*** Opening of The input ***
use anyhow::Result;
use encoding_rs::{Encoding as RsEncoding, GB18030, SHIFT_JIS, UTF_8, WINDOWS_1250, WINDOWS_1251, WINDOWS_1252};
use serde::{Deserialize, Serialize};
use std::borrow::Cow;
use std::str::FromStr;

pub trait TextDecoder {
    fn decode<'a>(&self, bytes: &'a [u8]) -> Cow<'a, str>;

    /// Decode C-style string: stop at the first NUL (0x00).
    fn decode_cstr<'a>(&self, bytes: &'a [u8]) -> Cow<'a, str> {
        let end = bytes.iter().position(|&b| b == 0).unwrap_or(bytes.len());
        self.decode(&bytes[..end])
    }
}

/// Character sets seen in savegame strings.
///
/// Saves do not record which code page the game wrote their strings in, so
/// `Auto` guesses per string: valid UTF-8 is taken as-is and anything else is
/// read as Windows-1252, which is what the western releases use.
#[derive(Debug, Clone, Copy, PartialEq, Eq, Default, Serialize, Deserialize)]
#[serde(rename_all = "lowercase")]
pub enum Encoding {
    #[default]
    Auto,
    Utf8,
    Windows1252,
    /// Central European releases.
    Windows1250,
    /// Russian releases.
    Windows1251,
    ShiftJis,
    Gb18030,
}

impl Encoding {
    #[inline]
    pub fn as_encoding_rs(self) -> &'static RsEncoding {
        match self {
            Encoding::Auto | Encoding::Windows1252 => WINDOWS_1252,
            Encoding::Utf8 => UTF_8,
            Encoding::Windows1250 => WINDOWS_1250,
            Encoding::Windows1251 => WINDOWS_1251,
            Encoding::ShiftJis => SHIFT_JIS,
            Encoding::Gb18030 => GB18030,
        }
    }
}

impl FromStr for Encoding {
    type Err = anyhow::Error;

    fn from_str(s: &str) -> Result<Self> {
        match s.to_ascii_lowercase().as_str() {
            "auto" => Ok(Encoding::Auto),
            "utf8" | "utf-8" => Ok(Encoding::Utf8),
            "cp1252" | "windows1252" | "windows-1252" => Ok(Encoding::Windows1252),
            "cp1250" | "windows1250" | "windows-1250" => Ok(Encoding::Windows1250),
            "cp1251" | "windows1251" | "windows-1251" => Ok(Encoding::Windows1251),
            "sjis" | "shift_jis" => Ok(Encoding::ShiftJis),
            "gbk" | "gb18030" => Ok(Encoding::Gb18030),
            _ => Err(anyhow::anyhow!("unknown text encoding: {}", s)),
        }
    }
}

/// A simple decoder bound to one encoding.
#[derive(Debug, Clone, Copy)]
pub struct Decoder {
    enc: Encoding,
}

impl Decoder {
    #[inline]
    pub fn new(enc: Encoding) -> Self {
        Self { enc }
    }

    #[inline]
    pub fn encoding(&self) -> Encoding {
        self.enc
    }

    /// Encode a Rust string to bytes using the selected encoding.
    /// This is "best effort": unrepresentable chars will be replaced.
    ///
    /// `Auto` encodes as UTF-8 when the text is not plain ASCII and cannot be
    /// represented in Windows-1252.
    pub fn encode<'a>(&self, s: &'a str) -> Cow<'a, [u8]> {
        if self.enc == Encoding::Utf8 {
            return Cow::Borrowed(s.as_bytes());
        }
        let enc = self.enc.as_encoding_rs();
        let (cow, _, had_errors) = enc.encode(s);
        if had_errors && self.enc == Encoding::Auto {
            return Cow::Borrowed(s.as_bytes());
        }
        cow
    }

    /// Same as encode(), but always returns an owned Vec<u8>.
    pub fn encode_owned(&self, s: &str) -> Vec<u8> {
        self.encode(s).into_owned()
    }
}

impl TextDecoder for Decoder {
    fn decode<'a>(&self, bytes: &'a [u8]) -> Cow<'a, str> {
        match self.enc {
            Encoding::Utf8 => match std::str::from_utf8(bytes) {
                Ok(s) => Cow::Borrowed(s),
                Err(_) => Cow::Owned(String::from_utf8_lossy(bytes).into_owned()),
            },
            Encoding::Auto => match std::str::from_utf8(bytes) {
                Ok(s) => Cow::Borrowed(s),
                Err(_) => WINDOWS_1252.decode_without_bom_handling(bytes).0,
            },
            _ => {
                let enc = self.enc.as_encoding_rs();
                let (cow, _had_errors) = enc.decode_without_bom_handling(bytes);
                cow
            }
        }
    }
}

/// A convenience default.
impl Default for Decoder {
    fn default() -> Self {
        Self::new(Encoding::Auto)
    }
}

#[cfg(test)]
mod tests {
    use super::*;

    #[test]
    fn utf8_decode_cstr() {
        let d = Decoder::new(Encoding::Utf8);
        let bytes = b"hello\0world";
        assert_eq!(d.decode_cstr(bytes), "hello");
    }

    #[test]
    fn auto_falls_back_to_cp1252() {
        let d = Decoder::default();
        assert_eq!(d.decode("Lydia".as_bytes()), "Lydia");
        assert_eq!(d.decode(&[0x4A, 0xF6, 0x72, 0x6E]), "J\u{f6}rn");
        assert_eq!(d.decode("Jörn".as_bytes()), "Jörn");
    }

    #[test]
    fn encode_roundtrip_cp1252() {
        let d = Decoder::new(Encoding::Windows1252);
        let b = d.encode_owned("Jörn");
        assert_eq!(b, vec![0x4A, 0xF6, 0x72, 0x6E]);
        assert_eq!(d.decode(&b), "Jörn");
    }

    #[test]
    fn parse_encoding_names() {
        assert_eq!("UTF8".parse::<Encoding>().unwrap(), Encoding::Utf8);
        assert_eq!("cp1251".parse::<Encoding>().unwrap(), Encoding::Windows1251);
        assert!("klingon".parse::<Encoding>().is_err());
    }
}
*** Close of The input ***
» Problem requirements:
Nothing past the line containing "strings in, so" should be restated; transcribe the material exactly from its first line through that line.

» Solution for this problem:
use anyhow::Result;
use encoding_rs::{Encoding as RsEncoding, GB18030, SHIFT_JIS, UTF_8, WINDOWS_1250, WINDOWS_1251, WINDOWS_1252};
use serde::{Deserialize, Serialize};
use std::borrow::Cow;
use std::str::FromStr;

pub trait TextDecoder {
    fn decode<'a>(&self, bytes: &'a [u8]) -> Cow<'a, str>;

    /// Decode C-style string: stop at the first NUL (0x00).
    fn decode_cstr<'a>(&self, bytes: &'a [u8]) -> Cow<'a, str> {
        let end = bytes.iter().position(|&b| b == 0).unwrap_or(bytes.len());
        self.decode(&bytes[..end])
    }
}

/// Character sets seen in savegame strings.
///
/// Saves do not record which code page the game wrote their strings in, so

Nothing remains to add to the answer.